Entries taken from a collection
*** Begin section ***
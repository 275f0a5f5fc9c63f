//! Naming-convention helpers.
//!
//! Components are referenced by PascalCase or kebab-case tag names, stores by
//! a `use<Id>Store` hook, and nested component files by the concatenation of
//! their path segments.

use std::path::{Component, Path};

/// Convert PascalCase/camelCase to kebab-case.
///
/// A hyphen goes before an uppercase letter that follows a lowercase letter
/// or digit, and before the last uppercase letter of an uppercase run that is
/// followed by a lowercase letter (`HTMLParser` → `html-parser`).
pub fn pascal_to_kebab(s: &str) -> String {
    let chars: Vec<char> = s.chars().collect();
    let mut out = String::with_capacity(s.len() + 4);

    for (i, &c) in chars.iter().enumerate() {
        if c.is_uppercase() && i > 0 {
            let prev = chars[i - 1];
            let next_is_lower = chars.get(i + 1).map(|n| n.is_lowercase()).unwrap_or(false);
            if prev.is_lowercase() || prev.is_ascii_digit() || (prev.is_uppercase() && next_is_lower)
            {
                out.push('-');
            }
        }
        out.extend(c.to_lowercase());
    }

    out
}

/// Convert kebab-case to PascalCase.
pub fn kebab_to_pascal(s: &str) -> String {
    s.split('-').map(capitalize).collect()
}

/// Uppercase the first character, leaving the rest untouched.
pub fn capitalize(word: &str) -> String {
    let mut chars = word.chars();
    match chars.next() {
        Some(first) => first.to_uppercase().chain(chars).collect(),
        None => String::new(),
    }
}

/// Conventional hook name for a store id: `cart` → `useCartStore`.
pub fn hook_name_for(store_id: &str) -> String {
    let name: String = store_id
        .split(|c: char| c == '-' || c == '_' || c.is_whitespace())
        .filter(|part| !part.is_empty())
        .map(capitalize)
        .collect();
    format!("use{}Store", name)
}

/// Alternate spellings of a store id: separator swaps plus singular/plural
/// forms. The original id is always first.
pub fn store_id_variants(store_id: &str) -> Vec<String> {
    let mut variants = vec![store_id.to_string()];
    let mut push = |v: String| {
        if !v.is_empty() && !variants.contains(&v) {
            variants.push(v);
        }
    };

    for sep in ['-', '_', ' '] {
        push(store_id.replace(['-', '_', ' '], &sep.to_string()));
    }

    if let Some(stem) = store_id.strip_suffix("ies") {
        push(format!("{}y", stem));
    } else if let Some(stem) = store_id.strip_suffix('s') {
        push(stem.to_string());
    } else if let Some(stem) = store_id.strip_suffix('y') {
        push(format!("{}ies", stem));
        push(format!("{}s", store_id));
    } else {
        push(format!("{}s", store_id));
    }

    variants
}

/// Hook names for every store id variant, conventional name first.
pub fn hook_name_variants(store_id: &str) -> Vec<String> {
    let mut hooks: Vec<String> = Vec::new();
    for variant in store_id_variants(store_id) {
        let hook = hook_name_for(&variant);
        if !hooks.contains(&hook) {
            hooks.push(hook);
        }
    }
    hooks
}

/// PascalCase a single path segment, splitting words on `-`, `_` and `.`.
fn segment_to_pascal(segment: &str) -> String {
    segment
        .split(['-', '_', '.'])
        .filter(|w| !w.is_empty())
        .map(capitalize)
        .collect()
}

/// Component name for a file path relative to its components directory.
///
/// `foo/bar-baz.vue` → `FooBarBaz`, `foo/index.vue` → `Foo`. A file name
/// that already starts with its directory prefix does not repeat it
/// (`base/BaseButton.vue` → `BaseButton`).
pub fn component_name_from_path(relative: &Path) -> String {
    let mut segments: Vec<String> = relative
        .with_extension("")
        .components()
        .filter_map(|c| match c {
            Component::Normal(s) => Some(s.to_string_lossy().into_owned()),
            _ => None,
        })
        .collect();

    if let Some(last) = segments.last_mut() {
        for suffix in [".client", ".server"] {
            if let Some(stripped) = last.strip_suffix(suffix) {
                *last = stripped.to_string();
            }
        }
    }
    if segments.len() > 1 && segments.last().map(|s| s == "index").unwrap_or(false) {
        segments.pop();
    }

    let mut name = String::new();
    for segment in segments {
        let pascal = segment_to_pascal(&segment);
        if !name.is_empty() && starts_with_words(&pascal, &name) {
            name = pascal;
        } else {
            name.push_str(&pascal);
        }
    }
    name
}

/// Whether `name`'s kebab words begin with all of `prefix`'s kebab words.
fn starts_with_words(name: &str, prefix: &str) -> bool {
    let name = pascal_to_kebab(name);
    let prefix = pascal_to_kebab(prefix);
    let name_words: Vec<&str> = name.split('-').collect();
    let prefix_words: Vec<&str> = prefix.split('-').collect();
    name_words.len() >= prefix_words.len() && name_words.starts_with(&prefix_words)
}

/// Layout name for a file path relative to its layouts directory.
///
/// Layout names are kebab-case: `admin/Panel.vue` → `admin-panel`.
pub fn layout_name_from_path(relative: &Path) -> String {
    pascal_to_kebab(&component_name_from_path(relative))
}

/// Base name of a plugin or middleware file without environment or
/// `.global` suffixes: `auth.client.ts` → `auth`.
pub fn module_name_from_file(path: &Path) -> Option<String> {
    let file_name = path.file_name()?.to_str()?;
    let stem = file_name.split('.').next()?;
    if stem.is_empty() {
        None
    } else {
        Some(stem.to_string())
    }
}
*** End section ***
*** Begin section ***
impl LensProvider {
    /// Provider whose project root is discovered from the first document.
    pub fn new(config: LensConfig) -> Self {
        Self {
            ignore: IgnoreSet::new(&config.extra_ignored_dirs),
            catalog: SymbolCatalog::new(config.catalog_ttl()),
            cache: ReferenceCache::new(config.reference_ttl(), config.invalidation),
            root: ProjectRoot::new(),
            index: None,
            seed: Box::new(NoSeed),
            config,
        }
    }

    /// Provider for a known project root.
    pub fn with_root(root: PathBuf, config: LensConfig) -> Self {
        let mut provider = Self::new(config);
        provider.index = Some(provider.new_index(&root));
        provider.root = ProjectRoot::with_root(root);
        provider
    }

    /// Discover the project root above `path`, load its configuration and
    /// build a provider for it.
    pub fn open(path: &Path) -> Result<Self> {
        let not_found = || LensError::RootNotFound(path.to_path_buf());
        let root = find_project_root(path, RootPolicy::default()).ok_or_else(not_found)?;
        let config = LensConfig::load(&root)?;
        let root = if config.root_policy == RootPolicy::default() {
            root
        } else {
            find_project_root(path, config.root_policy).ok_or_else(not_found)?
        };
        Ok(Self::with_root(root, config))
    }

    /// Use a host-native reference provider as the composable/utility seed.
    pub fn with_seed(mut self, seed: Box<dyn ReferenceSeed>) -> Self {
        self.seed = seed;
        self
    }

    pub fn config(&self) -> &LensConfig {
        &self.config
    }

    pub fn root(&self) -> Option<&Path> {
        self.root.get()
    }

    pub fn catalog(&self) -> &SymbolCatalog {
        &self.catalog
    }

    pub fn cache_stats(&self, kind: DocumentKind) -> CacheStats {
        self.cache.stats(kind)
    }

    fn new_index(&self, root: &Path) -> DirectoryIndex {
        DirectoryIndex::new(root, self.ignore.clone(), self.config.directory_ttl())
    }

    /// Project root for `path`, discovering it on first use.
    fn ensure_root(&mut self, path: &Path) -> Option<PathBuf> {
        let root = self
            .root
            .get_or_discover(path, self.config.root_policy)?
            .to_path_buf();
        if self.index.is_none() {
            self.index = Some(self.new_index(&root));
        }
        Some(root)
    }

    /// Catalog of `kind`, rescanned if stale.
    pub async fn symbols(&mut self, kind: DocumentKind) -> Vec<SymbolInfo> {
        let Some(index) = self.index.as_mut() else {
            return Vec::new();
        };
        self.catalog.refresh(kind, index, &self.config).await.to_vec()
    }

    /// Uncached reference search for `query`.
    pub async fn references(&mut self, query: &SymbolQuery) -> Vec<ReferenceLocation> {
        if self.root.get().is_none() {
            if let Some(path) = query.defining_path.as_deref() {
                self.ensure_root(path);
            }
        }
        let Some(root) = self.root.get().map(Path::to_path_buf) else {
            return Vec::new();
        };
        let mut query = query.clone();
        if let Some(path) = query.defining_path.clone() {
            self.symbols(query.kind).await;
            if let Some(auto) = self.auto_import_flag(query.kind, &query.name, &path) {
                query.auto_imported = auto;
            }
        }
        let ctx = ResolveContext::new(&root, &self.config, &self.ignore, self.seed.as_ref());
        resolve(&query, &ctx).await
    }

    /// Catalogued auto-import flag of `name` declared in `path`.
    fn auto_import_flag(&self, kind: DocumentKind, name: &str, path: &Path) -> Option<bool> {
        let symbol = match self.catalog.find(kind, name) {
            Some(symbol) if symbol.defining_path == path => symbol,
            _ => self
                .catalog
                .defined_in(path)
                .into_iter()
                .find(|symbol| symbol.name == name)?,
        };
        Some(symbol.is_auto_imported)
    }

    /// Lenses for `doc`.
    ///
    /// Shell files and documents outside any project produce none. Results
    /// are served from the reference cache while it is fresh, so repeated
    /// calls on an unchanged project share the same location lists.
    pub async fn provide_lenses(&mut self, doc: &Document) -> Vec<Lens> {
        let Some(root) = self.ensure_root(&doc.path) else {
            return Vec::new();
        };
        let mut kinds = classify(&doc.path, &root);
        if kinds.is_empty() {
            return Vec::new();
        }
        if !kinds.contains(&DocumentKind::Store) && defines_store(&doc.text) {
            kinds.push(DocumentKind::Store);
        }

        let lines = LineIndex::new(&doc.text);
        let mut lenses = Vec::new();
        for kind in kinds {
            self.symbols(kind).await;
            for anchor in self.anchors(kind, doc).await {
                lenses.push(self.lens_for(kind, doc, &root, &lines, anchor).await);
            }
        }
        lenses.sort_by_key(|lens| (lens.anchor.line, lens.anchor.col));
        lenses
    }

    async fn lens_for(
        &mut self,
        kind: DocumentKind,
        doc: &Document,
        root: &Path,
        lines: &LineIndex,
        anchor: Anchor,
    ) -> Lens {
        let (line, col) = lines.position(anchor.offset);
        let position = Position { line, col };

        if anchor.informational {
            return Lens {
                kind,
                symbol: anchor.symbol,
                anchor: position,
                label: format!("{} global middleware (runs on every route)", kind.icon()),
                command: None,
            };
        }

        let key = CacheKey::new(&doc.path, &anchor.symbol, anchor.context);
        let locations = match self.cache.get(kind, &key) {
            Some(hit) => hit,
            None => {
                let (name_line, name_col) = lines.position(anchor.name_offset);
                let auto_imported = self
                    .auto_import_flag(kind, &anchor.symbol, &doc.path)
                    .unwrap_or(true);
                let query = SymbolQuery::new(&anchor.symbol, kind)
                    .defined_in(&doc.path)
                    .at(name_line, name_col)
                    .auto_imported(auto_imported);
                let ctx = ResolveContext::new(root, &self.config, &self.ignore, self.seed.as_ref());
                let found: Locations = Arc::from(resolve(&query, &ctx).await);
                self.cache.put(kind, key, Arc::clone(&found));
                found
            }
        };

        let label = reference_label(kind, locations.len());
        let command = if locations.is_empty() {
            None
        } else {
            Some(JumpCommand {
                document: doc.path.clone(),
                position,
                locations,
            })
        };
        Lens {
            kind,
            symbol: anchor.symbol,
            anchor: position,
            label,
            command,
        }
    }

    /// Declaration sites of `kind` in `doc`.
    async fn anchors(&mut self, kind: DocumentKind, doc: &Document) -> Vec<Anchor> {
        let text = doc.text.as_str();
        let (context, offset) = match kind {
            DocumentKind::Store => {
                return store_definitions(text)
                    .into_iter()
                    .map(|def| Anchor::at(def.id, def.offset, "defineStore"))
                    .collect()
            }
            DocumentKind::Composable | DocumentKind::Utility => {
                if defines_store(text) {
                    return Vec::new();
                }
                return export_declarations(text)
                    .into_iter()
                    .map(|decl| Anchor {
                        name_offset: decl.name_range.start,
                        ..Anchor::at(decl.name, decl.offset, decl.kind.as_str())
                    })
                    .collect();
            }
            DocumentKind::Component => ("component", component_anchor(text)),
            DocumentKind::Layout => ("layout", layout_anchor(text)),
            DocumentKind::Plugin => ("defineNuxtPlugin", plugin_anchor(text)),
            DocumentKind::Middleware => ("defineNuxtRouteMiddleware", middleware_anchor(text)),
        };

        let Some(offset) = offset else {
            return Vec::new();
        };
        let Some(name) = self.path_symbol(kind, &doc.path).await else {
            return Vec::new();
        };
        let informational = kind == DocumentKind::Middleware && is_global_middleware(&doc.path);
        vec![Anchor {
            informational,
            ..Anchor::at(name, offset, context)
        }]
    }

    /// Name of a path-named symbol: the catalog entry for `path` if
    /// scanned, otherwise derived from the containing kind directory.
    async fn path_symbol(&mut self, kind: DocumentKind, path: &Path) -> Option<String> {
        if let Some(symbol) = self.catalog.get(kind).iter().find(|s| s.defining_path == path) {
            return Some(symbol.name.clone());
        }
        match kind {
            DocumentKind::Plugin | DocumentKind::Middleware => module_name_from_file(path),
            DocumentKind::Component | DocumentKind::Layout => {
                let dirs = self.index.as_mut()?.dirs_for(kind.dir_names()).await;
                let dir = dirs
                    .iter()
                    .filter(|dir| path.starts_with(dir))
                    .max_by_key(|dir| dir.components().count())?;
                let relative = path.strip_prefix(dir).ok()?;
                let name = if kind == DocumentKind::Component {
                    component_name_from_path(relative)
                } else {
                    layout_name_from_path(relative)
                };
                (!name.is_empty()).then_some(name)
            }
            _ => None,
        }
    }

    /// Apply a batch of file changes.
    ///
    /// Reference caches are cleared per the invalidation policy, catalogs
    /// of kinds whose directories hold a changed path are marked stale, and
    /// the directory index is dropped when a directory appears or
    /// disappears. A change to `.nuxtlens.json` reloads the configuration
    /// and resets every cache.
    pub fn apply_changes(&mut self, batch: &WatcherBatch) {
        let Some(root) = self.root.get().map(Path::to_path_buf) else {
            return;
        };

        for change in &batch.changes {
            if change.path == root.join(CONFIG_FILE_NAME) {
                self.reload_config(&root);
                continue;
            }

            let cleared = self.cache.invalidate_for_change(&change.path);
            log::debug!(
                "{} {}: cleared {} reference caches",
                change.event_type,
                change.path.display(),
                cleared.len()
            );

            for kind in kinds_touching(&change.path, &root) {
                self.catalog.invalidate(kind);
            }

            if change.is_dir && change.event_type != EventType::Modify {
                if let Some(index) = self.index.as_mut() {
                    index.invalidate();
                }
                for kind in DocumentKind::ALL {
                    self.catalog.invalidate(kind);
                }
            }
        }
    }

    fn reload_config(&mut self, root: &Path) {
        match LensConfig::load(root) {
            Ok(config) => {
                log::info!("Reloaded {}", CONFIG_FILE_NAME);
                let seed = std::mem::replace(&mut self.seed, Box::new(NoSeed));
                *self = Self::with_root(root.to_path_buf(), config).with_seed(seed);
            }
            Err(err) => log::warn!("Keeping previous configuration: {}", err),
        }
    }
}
*** End section ***
Looking at the data above, write out exactly the lines that start at the one containing "cleared.len()" and end at the one containing "if let Some(index)"; include both and nothing beyond.

                cleared.len()
            );

            for kind in kinds_touching(&change.path, &root) {
                self.catalog.invalidate(kind);
            }

            if change.is_dir && change.event_type != EventType::Modify {
                if let Some(index) = self.index.as_mut() {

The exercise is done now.